MATERIAL FOR THIS TASK:
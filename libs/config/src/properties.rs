//! Connection pool properties
//!
//! Property names, defaults and parsing for the pool's string-keyed
//! configuration surface. Every property is optional; numeric values must be
//! positive integers.

use serde::{Deserialize, Serialize};
use std::collections::HashMap;
use std::time::Duration;
use thiserror::Error;

/// Global pool capacity
pub const MAX_CONNECTIONS: &str = "ConnectionPool.MaximumConnections";

/// Per-identity sub-limit
pub const MAX_CONNECTIONS_PER_IDENTITY: &str = "ConnectionPool.MaximumConnectionsForEachID";

/// Idle eviction threshold (seconds)
pub const LIVE_AND_UNUSED_TIME: &str = "ConnectionPool.LiveAndUnusedTime";

/// `obtain` wait timeout (milliseconds)
pub const WAIT_FOR_SOURCE_TIME: &str = "ConnectionPool.WaitForSourceTime";

/// Sweep period (seconds)
pub const CLEANING_INTERVAL: &str = "ConnectionPool.CleaningInterval";

/// Toggles the idle eviction sweep
pub const ENABLE_SHRINKING: &str = "ConnectionPool.EnableShrinking";

/// Minimum gap between health-check obtains (seconds)
pub const SOURCE_CONNECTION_TEST_INTERVAL: &str = "SourceConnectionTestInterval";

pub const DEFAULT_MAX_CONNECTIONS: usize = 5;
pub const DEFAULT_MAX_CONNECTIONS_PER_IDENTITY: usize = 5;
pub const DEFAULT_LIVE_AND_UNUSED_TIME_SECS: u64 = 60;
pub const DEFAULT_WAIT_FOR_SOURCE_TIME_MS: u64 = 120_000;
pub const DEFAULT_CLEANING_INTERVAL_SECS: u64 = 60;
pub const DEFAULT_ENABLE_SHRINKING: bool = true;
pub const DEFAULT_SOURCE_CONNECTION_TEST_INTERVAL_SECS: u64 = 600;

/// Configuration errors
#[derive(Error, Debug, Clone, PartialEq, Eq)]
pub enum ConfigError {
    #[error("Invalid value '{value}' for property '{name}': {reason}")]
    InvalidProperty {
        name: String,
        value: String,
        reason: String,
    },
}

impl ConfigError {
    /// Create an invalid property error
    pub fn invalid_property(
        name: impl Into<String>,
        value: impl Into<String>,
        reason: impl Into<String>,
    ) -> Self {
        Self::InvalidProperty {
            name: name.into(),
            value: value.into(),
            reason: reason.into(),
        }
    }
}

/// Parsed connection pool settings
#[derive(Debug, Clone, PartialEq, Eq, Serialize, Deserialize)]
#[serde(default)]
pub struct PoolSettings {
    pub max_connections: usize,
    pub max_connections_per_identity: usize,
    #[serde(rename = "live_and_unused_time_secs", with = "duration_secs")]
    pub live_and_unused_time: Duration,
    #[serde(rename = "wait_for_source_time_ms", with = "duration_millis")]
    pub wait_for_source_time: Duration,
    #[serde(rename = "cleaning_interval_secs", with = "duration_secs")]
    pub cleaning_interval: Duration,
    pub enable_shrinking: bool,
    #[serde(rename = "source_connection_test_interval_secs", with = "duration_secs")]
    pub source_connection_test_interval: Duration,
}

impl Default for PoolSettings {
    fn default() -> Self {
        Self {
            max_connections: DEFAULT_MAX_CONNECTIONS,
            max_connections_per_identity: DEFAULT_MAX_CONNECTIONS_PER_IDENTITY,
            live_and_unused_time: Duration::from_secs(DEFAULT_LIVE_AND_UNUSED_TIME_SECS),
            wait_for_source_time: Duration::from_millis(DEFAULT_WAIT_FOR_SOURCE_TIME_MS),
            cleaning_interval: Duration::from_secs(DEFAULT_CLEANING_INTERVAL_SECS),
            enable_shrinking: DEFAULT_ENABLE_SHRINKING,
            source_connection_test_interval: Duration::from_secs(
                DEFAULT_SOURCE_CONNECTION_TEST_INTERVAL_SECS,
            ),
        }
    }
}

impl PoolSettings {
    /// Parse settings from a string property map, falling back to defaults
    /// for any property that is absent.
    pub fn from_properties(props: &HashMap<String, String>) -> Result<Self, ConfigError> {
        let defaults = Self::default();

        let settings = Self {
            max_connections: positive(props, MAX_CONNECTIONS)?
                .map(|v| v as usize)
                .unwrap_or(defaults.max_connections),
            max_connections_per_identity: positive(props, MAX_CONNECTIONS_PER_IDENTITY)?
                .map(|v| v as usize)
                .unwrap_or(defaults.max_connections_per_identity),
            live_and_unused_time: positive(props, LIVE_AND_UNUSED_TIME)?
                .map(Duration::from_secs)
                .unwrap_or(defaults.live_and_unused_time),
            wait_for_source_time: positive(props, WAIT_FOR_SOURCE_TIME)?
                .map(Duration::from_millis)
                .unwrap_or(defaults.wait_for_source_time),
            cleaning_interval: positive(props, CLEANING_INTERVAL)?
                .map(Duration::from_secs)
                .unwrap_or(defaults.cleaning_interval),
            enable_shrinking: boolean(props, ENABLE_SHRINKING)?
                .unwrap_or(defaults.enable_shrinking),
            source_connection_test_interval: positive(props, SOURCE_CONNECTION_TEST_INTERVAL)?
                .map(Duration::from_secs)
                .unwrap_or(defaults.source_connection_test_interval),
        };

        settings.validate()?;
        Ok(settings)
    }

    /// Reject zero limits and zero durations
    pub fn validate(&self) -> Result<(), ConfigError> {
        let checks: [(&str, u128); 6] = [
            (MAX_CONNECTIONS, self.max_connections as u128),
            (MAX_CONNECTIONS_PER_IDENTITY, self.max_connections_per_identity as u128),
            (LIVE_AND_UNUSED_TIME, self.live_and_unused_time.as_millis()),
            (WAIT_FOR_SOURCE_TIME, self.wait_for_source_time.as_millis()),
            (CLEANING_INTERVAL, self.cleaning_interval.as_millis()),
            (
                SOURCE_CONNECTION_TEST_INTERVAL,
                self.source_connection_test_interval.as_millis(),
            ),
        ];

        for (name, value) in checks {
            if value == 0 {
                return Err(ConfigError::invalid_property(name, "0", "must be positive"));
            }
        }
        Ok(())
    }

    /// Whether a dedicated per-identity limiter is needed. The global limiter
    /// already covers the case where the sub-limit is not lower.
    pub fn limits_per_identity(&self) -> bool {
        self.max_connections_per_identity < self.max_connections
    }
}

fn positive(props: &HashMap<String, String>, name: &str) -> Result<Option<u64>, ConfigError> {
    let Some(raw) = props.get(name) else {
        return Ok(None);
    };

    let value: i64 = raw
        .trim()
        .parse()
        .map_err(|_| ConfigError::invalid_property(name, raw, "not an integer"))?;

    if value <= 0 {
        return Err(ConfigError::invalid_property(name, raw, "must be positive"));
    }
    Ok(Some(value as u64))
}

fn boolean(props: &HashMap<String, String>, name: &str) -> Result<Option<bool>, ConfigError> {
    let Some(raw) = props.get(name) else {
        return Ok(None);
    };

    match raw.trim().to_ascii_lowercase().as_str() {
        "true" => Ok(Some(true)),
        "false" => Ok(Some(false)),
        _ => Err(ConfigError::invalid_property(name, raw, "expected true or false")),
    }
}

pub(crate) mod duration_secs {
    use serde::{Deserialize, Deserializer, Serializer};
    use std::time::Duration;

    pub fn serialize<S: Serializer>(value: &Duration, serializer: S) -> Result<S::Ok, S::Error> {
        serializer.serialize_u64(value.as_secs())
    }

    pub fn deserialize<'de, D: Deserializer<'de>>(deserializer: D) -> Result<Duration, D::Error> {
        u64::deserialize(deserializer).map(Duration::from_secs)
    }
}

pub(crate) mod duration_millis {
    use serde::{Deserialize, Deserializer, Serializer};
    use std::time::Duration;

    pub fn serialize<S: Serializer>(value: &Duration, serializer: S) -> Result<S::Ok, S::Error> {
        serializer.serialize_u64(value.as_millis() as u64)
    }

    pub fn deserialize<'de, D: Deserializer<'de>>(deserializer: D) -> Result<Duration, D::Error> {
        u64::deserialize(deserializer).map(Duration::from_millis)
    }
}
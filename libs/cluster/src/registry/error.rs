//! Error types for the registry

use crate::error::CommunicationError;
use thiserror::Error;

pub type Result<T> = std::result::Result<T, RegistryError>;

/// Tree cache primitive failures
#[derive(Error, Debug, Clone, PartialEq, Eq)]
pub enum CacheError {
    #[error("No node at '{path}'")]
    NoSuchNode { path: String },
}

#[derive(Error, Debug, Clone, PartialEq, Eq)]
pub enum RegistryError {
    /// The host, process or service does not exist (or is not alive)
    #[error("'{path}' is not bound in the registry")]
    NotBound { path: String },

    /// A live binding already exists under this identifier
    #[error("'{path}' is already bound in the registry")]
    AlreadyBound { path: String },

    #[error("Registry cache error: {0}")]
    Cache(#[from] CacheError),

    #[error("Cannot resolve handle: {0}")]
    Resolve(#[from] CommunicationError),
}

impl RegistryError {
    pub fn not_bound(path: impl ToString) -> Self {
        Self::NotBound {
            path: path.to_string(),
        }
    }

    pub fn already_bound(path: impl ToString) -> Self {
        Self::AlreadyBound {
            path: path.to_string(),
        }
    }

    pub fn is_not_bound(&self) -> bool {
        matches!(self, Self::NotBound { .. })
    }

    pub fn is_already_bound(&self) -> bool {
        matches!(self, Self::AlreadyBound { .. })
    }
}
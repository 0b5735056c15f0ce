//! Service Proxies
//!
//! A proxy implements [`ClusterService`] on behalf of every deployed instance
//! of one service type. Callers invoke it like a single service; the proxy
//! asks its selection policy for instances, retries communication failures
//! with a fixed back-off, fails over, and reports broken instances to the
//! registry so they stop being offered.
//!
//! Invocation modes:
//! - [`InvocationMode::Single`]: one instance per call, failing over until
//!   one answers or none are left
//! - [`InvocationMode::Sticky`]: like single, but the first instance that
//!   answers is reused for every later call
//! - [`InvocationMode::Multiple`]: every listed instance, results of
//!   collection operations concatenated in instance order
//!
//! [`ProxyManager`] owns one selection policy per (service type, policy
//! kind) and keeps it in step with the registry.

mod error;
mod manager;
mod multiple;
mod service;
mod single;

#[cfg(test)]
mod tests;

pub use error::{InvocationError, Result};
pub use manager::ProxyManager;
pub use multiple::MultipleInvocationProxy;
pub use service::{ClusterService, ServiceRequest, ServiceResponse};
pub use single::SingleInvocationProxy;

use crate::registry::{ClusterRegistry, ServiceRegistryBinding, ServiceState};
use cluster_config::ProxySettings;
use serde::{Deserialize, Serialize};
use std::time::Duration;
use tracing::{debug, warn};

#[derive(Debug, Clone, Copy, PartialEq, Eq, Hash, Serialize, Deserialize)]
pub enum InvocationMode {
    Single,
    Sticky,
    Multiple,
}

/// Fixed back-off retry of communication failures
#[derive(Debug, Clone, Copy, PartialEq, Eq)]
pub struct RetryPolicy {
    /// Retries after the first attempt
    pub limit: u32,
    pub delay: Duration,
}

impl RetryPolicy {
    pub fn new(limit: u32, delay: Duration) -> Self {
        Self { limit, delay }
    }
}

impl From<&ProxySettings> for RetryPolicy {
    fn from(settings: &ProxySettings) -> Self {
        Self::new(settings.retry_limit, settings.retry_delay)
    }
}

impl Default for RetryPolicy {
    fn default() -> Self {
        Self::from(&ProxySettings::default())
    }
}

/// Invoke one instance, retrying communication failures. Other failures
/// return immediately.
pub(crate) async fn invoke_with_retry(
    binding: &ServiceRegistryBinding,
    request: &ServiceRequest,
    retry: RetryPolicy,
) -> Result<ServiceResponse> {
    let mut attempt = 0;
    loop {
        let result = match binding.handle().resolve() {
            Ok(instance) => instance.invoke(request.clone()).await,
            Err(e) => Err(e.into()),
        };

        match result {
            Err(e) if e.is_retryable() && attempt < retry.limit => {
                attempt += 1;
                binding.handle().invalidate();
                debug!(
                    service_id = %binding.service_id(),
                    operation = %request.operation,
                    attempt,
                    error = %e,
                    "Retrying service call"
                );
                tokio::time::sleep(retry.delay).await;
            }
            other => return other,
        }
    }
}

/// Mark an instance bad after a disqualifying failure. A binding that has
/// already left the registry needs no marking.
pub(crate) fn report_bad(
    registry: &ClusterRegistry,
    binding: &ServiceRegistryBinding,
    cause: &InvocationError,
) {
    binding.handle().invalidate();
    warn!(
        service_id = %binding.service_id(),
        service_type = binding.service_type(),
        error = %cause,
        "Service instance failed, marking bad"
    );
    if let Err(e) = registry.mark_service_bad(binding.service_id(), ServiceState::Failed) {
        debug!(service_id = %binding.service_id(), error = %e, "Could not mark service bad");
    }
}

DIRECTIONS FOR THIS TASK: The expected answer is every line in the data above that carries the string "Copy".

YOUR RESPONSE:
#[derive(Debug, Clone, Copy, PartialEq, Eq, Hash, Serialize, Deserialize)]
#[derive(Debug, Clone, Copy, PartialEq, Eq)]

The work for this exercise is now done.